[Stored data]
+ + +

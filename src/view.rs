use std::{
    fmt,
    io::{self, Write},
};

use crate::{traversal::Traverse, Environment, Status, World};

pub fn glyph(status: Status) -> char {
    match status {
        Status::Alive => '#',
        Status::Dead => '.',
    }
}

/// One line per row, top row first, rows separated by `\n`.
pub fn render<W>(world: &W) -> String
where
    W: World,
{
    let width = world.width() as usize;
    if width == 0 {
        return String::new();
    }
    let glyphs: Vec<char> = world.cells().map(|(_, status)| glyph(status)).collect();
    glyphs
        .chunks(width)
        .map(|row| row.iter().collect::<String>())
        .collect::<Vec<_>>()
        .join("\n")
}

impl fmt::Display for Environment {
    fn fmt(&self, f: &mut fmt::Formatter<'_>) -> fmt::Result {
        f.write_str(&render(self))
    }
}

/// 1-based terminal row, rows past what a terminal addresses stick to the last one.
fn terminal_row(index: usize, offset: u16) -> u16 {
    u16::try_from(index).unwrap_or(u16::MAX).saturating_add(offset)
}

/// Plays generations on a terminal, either redrawing in place or appending
/// plain frames.
pub struct View<O>
where
    O: Write,
{
    out: O,
    plain: bool,
}

impl<O> View<O>
where
    O: Write,
{
    pub fn new(out: O, plain: bool) -> Self {
        Self { out, plain }
    }

    pub fn display<W>(&mut self, generation: usize, world: &W) -> io::Result<()>
    where
        W: World,
    {
        let frame = render(world);
        if self.plain {
            writeln!(self.out, "generation {generation}")?;
            writeln!(self.out, "{frame}")?;
            writeln!(self.out)?;
        } else {
            let clear = termion::clear::All;
            write!(self.out, "{clear}")?;
            for (index, line) in frame.lines().enumerate() {
                let goto = termion::cursor::Goto(1, terminal_row(index, 1));
                write!(self.out, "{goto}{line}")?;
            }
            let goto = termion::cursor::Goto(1, terminal_row(world.height() as usize, 2));
            write!(self.out, "{goto}generation {generation}\r\n")?;
        }
        self.out.flush()
    }

    pub fn into_inner(self) -> O {
        self.out
    }
}

#[cfg(test)]
mod tests {
    use super::*;
    use crate::pos;

    #[test]
    fn test_render_rows() {
        let env = Environment::new(2, 3, [pos!(0, 0), pos!(2, 1)]);
        assert_eq!(render(&env), "#..\n..#");
        assert_eq!(env.to_string(), "#..\n..#");
    }

    #[test]
    fn test_render_tall_grid() {
        let env = Environment::new(3, 1, [pos!(0, 1)]);
        assert_eq!(render(&env), ".\n#\n.");
    }

    #[test]
    fn test_render_degenerate() {
        assert_eq!(render(&Environment::empty(4, 0)), "");
        assert_eq!(render(&Environment::empty(0, 4)), "");
    }

    #[test]
    fn test_plain_view() {
        let env = Environment::new(2, 2, [pos!(1, 0)]);
        let mut view = View::new(Vec::new(), true);
        view.display(7, &env).unwrap();
        let written = String::from_utf8(view.into_inner()).unwrap();
        assert_eq!(written, "generation 7\n.#\n..\n\n");
    }

    #[test]
    fn test_terminal_view_draws_every_row() {
        let env = Environment::new(2, 2, [pos!(1, 0)]);
        let mut view = View::new(Vec::new(), false);
        view.display(0, &env).unwrap();
        let written = String::from_utf8(view.into_inner()).unwrap();
        assert!(written.contains(".#"));
        assert!(written.contains(".."));
        assert!(written.contains("generation 0"));
    }

    #[test]
    fn test_terminal_rows_saturate() {
        assert_eq!(terminal_row(0, 1), 1);
        assert_eq!(terminal_row(70_000, 1), u16::MAX);
        assert_eq!(terminal_row(u16::MAX as usize - 1, 2), u16::MAX);

        let tall = Environment::new(70_000, 1, [pos!(0, 69_999)]);
        let mut view = View::new(Vec::new(), false);
        view.display(3, &tall).unwrap();
        let written = String::from_utf8(view.into_inner()).unwrap();
        assert!(written.contains("generation 3"));
    }
}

+ + +

### ACTIVITY
Look above for the line with "One line per" and the line with "for (index, line)"; transcribe both and all lines in between, exactly, and nothing else.

### EXERCISE ANSWER
/// One line per row, top row first, rows separated by `\n`.
pub fn render<W>(world: &W) -> String
where
    W: World,
{
    let width = world.width() as usize;
    if width == 0 {
        return String::new();
    }
    let glyphs: Vec<char> = world.cells().map(|(_, status)| glyph(status)).collect();
    glyphs
        .chunks(width)
        .map(|row| row.iter().collect::<String>())
        .collect::<Vec<_>>()
        .join("\n")
}

impl fmt::Display for Environment {
    fn fmt(&self, f: &mut fmt::Formatter<'_>) -> fmt::Result {
        f.write_str(&render(self))
    }
}

/// 1-based terminal row, rows past what a terminal addresses stick to the last one.
fn terminal_row(index: usize, offset: u16) -> u16 {
    u16::try_from(index).unwrap_or(u16::MAX).saturating_add(offset)
}

/// Plays generations on a terminal, either redrawing in place or appending
/// plain frames.
pub struct View<O>
where
    O: Write,
{
    out: O,
    plain: bool,
}

impl<O> View<O>
where
    O: Write,
{
    pub fn new(out: O, plain: bool) -> Self {
        Self { out, plain }
    }

    pub fn display<W>(&mut self, generation: usize, world: &W) -> io::Result<()>
    where
        W: World,
    {
        let frame = render(world);
        if self.plain {
            writeln!(self.out, "generation {generation}")?;
            writeln!(self.out, "{frame}")?;
            writeln!(self.out)?;
        } else {
            let clear = termion::clear::All;
            write!(self.out, "{clear}")?;
            for (index, line) in frame.lines().enumerate() {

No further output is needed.